-------- AVAILABLE DATA

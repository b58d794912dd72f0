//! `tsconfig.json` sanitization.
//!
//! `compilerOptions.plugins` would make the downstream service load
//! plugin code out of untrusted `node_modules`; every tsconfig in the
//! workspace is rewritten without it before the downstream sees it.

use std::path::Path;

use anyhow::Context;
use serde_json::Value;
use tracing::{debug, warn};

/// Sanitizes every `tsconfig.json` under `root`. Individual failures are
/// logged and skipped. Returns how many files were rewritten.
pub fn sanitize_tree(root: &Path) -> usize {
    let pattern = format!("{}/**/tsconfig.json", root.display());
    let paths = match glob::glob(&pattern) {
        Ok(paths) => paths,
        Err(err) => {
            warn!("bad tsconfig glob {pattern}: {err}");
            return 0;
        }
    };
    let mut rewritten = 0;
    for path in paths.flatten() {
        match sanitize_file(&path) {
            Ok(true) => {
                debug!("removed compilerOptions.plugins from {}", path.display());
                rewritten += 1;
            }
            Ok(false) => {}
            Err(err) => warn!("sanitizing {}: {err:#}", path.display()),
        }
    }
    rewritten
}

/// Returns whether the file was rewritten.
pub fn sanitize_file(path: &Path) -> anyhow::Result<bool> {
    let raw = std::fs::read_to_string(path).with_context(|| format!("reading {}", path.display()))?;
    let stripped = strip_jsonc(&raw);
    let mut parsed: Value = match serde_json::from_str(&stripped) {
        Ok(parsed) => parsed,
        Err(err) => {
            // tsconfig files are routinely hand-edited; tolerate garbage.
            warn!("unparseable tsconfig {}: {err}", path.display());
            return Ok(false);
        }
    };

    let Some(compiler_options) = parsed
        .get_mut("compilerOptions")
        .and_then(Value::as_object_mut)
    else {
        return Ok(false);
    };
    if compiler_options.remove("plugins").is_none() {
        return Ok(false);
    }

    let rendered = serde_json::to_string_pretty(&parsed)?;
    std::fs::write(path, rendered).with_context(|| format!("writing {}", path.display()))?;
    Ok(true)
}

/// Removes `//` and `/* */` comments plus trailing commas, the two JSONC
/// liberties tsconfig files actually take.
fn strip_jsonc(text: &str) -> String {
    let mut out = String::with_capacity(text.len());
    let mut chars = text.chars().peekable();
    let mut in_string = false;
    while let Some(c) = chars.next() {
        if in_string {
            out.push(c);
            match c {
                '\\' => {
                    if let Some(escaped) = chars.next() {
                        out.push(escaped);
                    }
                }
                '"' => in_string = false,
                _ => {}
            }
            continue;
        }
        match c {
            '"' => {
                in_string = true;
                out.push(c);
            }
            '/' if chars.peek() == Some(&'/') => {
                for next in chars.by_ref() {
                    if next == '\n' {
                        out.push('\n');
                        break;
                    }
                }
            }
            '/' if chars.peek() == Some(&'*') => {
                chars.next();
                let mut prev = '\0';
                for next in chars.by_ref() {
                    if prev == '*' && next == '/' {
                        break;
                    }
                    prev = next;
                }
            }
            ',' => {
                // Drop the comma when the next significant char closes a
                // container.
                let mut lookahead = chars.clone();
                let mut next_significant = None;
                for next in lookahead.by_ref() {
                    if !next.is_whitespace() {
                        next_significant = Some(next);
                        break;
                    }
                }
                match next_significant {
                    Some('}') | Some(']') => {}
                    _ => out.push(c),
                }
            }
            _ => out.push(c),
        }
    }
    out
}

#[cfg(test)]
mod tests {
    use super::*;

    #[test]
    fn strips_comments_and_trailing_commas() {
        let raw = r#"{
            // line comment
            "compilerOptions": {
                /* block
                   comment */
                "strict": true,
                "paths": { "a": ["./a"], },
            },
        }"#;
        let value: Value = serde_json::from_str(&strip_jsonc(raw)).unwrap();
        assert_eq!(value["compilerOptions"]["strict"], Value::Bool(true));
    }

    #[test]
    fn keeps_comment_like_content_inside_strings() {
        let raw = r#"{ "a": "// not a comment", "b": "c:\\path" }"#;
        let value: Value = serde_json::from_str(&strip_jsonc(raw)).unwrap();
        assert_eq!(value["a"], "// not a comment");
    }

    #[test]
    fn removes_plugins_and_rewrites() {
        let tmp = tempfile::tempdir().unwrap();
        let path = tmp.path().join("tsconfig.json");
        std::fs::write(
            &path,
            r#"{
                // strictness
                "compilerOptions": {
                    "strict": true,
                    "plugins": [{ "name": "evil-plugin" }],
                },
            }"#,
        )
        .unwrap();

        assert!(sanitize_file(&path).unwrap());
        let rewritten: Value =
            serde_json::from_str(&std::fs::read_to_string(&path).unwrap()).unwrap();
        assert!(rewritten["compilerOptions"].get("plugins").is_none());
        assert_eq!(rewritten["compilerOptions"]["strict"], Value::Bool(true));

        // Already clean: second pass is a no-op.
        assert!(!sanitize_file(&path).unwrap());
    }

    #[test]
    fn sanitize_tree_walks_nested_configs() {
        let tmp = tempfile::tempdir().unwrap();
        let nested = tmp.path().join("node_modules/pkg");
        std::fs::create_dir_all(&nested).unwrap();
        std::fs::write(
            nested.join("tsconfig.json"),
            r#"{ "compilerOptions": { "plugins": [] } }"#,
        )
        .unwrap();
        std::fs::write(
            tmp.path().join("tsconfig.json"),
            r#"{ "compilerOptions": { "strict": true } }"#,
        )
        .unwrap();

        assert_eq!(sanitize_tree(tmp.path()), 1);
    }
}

----------------
-------- AVAILABLE DATA

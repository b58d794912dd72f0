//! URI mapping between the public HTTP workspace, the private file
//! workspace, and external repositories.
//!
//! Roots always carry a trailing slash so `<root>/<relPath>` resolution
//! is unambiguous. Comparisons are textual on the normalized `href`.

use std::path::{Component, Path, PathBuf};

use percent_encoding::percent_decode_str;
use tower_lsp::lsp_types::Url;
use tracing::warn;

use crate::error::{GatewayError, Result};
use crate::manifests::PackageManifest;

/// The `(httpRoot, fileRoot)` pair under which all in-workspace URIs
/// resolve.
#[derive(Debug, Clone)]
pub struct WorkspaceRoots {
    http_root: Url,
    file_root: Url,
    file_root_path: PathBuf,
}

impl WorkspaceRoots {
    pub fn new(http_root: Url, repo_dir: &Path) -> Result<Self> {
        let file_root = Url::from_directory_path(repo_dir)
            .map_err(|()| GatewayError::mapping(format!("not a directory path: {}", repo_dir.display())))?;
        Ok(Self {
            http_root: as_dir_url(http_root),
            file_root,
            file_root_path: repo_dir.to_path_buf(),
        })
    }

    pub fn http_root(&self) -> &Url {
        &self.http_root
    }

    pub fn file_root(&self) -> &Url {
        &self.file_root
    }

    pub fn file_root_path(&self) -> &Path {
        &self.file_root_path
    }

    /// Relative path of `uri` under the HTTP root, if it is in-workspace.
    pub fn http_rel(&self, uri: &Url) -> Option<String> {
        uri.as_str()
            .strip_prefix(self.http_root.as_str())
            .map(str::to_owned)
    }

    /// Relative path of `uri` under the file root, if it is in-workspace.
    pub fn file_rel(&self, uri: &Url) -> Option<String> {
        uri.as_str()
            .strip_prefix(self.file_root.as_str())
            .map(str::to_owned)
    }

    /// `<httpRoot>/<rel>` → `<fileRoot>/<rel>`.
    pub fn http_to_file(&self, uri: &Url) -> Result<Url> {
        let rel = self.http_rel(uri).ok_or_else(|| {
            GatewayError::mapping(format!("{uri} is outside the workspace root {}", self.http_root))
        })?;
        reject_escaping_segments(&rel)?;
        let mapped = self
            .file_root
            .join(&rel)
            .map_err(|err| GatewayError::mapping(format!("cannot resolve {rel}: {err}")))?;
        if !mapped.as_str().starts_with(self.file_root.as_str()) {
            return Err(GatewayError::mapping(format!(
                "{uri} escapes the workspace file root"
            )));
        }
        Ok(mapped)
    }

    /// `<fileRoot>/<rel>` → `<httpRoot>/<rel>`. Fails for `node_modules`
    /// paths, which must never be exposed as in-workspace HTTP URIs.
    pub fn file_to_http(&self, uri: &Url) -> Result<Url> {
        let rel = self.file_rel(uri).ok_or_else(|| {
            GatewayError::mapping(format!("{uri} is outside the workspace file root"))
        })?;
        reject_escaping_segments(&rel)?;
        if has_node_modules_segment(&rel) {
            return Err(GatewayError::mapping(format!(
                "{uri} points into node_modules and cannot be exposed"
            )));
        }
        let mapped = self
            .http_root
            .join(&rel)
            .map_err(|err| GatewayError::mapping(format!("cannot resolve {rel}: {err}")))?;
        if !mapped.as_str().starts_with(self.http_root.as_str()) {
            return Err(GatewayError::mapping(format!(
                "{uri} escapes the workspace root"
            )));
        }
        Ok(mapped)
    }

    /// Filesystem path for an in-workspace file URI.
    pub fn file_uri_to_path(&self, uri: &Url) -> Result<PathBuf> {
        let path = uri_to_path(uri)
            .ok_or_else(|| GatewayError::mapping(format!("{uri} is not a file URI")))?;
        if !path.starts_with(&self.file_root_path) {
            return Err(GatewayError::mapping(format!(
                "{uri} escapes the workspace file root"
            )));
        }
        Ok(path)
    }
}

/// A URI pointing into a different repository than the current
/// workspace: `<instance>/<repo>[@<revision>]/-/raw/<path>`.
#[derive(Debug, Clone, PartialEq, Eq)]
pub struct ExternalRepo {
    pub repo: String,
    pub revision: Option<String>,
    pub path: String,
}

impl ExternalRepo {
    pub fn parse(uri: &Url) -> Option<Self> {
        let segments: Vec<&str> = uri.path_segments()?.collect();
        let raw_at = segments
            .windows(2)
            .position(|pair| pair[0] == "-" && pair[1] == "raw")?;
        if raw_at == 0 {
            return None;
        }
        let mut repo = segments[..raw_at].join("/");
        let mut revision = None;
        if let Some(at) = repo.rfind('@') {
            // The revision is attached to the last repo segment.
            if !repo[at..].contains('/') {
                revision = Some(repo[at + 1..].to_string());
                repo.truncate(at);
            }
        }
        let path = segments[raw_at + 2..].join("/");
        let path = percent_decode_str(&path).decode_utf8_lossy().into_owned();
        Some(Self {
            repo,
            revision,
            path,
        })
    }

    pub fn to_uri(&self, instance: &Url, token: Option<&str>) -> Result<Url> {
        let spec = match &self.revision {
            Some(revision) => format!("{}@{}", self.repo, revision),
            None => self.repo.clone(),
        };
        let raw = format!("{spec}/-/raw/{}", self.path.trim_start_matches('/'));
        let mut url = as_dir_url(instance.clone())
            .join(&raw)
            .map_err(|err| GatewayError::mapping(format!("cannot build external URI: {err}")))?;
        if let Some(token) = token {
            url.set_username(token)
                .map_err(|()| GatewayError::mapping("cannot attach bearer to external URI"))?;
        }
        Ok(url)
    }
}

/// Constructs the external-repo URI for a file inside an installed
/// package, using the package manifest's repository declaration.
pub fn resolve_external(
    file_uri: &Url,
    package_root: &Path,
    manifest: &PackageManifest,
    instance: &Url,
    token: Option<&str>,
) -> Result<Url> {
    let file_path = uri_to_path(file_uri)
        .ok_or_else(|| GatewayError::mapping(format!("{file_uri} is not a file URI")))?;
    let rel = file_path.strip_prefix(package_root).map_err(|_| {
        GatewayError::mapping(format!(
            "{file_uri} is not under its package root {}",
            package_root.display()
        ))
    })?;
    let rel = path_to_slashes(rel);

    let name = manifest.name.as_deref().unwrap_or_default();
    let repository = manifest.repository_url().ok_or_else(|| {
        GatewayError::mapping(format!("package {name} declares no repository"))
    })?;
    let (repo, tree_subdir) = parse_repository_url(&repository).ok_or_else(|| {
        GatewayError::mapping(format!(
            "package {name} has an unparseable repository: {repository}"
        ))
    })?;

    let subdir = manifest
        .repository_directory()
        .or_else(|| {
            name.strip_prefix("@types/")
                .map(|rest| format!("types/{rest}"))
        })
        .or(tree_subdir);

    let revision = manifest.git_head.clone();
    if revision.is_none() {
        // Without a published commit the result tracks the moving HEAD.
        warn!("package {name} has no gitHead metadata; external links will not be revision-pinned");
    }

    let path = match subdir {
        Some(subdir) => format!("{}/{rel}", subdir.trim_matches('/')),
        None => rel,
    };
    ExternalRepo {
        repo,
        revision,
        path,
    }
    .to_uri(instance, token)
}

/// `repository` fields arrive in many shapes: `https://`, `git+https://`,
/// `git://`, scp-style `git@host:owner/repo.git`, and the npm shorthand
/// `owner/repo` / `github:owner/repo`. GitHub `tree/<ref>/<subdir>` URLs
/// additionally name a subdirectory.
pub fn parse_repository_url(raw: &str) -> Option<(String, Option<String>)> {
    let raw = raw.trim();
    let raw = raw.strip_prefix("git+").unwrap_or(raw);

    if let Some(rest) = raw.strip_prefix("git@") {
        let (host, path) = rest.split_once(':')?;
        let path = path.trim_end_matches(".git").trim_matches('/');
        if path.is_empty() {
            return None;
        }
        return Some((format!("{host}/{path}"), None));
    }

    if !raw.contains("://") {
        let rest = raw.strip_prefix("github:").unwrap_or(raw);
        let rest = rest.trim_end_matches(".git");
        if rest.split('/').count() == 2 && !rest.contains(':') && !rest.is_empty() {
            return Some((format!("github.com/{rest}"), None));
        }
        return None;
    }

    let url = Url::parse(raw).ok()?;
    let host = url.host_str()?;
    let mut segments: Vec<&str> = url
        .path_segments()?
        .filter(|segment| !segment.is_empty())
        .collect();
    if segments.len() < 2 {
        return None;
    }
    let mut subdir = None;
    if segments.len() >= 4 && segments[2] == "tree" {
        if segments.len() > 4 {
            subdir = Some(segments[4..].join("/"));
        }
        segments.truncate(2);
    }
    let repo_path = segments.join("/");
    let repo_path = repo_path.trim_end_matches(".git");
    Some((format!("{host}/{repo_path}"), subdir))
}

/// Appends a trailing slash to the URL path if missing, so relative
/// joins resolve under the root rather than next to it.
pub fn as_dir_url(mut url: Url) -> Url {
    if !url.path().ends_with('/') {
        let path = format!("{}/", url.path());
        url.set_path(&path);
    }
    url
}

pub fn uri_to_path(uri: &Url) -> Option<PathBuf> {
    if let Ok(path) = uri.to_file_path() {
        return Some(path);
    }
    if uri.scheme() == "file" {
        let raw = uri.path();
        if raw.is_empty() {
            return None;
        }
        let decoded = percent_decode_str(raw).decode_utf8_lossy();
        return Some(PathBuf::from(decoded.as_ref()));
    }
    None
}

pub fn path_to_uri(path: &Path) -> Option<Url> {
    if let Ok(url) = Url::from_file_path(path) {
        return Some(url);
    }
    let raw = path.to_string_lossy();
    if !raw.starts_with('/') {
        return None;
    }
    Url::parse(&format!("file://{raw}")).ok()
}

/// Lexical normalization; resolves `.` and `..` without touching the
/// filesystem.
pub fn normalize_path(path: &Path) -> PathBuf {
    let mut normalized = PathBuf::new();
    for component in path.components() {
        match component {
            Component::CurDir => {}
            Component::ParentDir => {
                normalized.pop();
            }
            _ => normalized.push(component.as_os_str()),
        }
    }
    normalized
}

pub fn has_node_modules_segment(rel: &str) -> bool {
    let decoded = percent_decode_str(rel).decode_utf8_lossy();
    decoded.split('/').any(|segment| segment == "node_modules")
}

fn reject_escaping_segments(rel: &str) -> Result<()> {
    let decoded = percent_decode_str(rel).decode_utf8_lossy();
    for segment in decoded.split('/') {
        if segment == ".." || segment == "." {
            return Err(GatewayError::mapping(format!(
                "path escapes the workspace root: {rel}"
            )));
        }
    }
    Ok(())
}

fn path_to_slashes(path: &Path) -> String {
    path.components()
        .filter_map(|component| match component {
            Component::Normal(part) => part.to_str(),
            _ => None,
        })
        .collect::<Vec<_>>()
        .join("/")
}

----------------
-------- AVAILABLE DATA

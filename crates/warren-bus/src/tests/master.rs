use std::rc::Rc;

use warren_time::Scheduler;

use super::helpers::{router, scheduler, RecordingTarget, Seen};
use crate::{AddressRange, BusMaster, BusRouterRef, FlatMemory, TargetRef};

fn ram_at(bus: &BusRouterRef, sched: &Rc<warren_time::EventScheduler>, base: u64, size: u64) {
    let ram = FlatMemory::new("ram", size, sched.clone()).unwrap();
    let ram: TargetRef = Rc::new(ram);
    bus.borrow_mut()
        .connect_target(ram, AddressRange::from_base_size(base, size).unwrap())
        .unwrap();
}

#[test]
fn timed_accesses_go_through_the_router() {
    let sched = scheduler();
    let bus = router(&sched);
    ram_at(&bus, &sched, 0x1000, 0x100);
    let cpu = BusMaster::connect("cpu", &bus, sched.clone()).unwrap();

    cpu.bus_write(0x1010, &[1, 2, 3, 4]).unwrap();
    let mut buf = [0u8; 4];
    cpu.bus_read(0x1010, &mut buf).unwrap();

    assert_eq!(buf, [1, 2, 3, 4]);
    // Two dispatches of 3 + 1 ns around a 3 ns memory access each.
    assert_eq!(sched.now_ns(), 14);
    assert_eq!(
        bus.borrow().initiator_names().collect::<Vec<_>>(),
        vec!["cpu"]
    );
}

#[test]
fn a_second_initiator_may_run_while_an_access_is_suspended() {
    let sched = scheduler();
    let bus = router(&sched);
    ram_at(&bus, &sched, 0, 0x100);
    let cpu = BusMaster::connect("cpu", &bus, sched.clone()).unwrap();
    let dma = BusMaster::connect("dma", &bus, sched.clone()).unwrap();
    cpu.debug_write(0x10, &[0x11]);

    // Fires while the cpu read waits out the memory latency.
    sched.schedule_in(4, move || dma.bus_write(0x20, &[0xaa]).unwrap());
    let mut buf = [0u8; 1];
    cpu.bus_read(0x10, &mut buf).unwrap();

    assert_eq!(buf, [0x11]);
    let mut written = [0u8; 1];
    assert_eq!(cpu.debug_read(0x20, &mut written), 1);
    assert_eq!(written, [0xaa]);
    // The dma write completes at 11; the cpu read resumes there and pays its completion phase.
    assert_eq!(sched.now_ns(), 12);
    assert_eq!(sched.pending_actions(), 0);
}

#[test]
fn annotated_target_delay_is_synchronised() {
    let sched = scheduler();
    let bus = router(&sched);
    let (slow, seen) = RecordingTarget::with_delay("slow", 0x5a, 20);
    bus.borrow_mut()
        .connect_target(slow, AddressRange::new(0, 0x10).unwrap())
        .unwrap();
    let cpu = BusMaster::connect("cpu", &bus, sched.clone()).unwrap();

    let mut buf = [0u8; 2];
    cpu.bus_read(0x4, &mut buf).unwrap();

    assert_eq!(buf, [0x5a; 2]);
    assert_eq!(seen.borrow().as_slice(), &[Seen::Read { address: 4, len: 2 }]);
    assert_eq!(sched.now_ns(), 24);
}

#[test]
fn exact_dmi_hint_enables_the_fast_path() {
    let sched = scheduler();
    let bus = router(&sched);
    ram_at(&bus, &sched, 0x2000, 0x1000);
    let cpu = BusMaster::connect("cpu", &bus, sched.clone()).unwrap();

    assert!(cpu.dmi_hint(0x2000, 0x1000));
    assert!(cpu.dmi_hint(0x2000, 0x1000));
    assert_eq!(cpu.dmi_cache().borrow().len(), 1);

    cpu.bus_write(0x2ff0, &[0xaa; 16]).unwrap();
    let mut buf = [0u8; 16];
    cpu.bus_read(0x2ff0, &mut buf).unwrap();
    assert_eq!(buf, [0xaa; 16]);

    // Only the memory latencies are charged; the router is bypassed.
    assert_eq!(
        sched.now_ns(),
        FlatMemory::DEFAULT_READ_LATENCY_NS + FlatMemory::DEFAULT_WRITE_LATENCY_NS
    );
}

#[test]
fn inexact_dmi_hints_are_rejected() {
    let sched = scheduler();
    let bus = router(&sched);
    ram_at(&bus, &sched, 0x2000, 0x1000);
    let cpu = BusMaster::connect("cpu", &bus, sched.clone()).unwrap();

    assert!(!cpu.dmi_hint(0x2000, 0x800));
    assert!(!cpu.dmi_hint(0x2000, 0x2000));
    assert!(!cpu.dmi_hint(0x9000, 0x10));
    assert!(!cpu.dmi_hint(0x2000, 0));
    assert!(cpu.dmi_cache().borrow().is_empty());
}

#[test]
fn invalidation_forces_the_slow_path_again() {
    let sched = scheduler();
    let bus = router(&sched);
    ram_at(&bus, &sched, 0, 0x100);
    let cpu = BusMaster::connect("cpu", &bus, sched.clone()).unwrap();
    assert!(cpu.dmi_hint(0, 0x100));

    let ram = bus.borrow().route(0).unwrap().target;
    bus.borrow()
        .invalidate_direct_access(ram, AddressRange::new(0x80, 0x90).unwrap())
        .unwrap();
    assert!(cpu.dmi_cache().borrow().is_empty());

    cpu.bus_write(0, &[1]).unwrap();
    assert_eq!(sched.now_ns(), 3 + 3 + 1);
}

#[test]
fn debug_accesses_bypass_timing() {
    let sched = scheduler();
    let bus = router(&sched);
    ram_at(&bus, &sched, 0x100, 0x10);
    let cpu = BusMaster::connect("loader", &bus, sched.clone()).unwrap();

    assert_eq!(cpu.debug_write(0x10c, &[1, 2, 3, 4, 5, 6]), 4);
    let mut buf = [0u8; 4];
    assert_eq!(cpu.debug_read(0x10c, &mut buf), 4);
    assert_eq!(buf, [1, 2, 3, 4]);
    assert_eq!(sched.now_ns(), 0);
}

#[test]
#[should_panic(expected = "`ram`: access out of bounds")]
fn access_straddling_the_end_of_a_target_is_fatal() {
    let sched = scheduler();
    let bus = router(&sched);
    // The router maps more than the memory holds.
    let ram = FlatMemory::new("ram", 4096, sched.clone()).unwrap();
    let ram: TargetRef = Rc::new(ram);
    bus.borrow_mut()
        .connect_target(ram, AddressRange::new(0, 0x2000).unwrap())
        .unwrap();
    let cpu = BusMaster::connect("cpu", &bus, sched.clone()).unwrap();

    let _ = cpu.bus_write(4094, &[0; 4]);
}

----------------

## TASK STATEMENT
Using the records above, pull out each line where the word "pattern" occurs.

## TASK OUTPUT
    let pattern = format!("{}/**/tsconfig.json", root.display());
    let paths = match glob::glob(&pattern) {
            warn!("bad tsconfig glob {pattern}: {err}");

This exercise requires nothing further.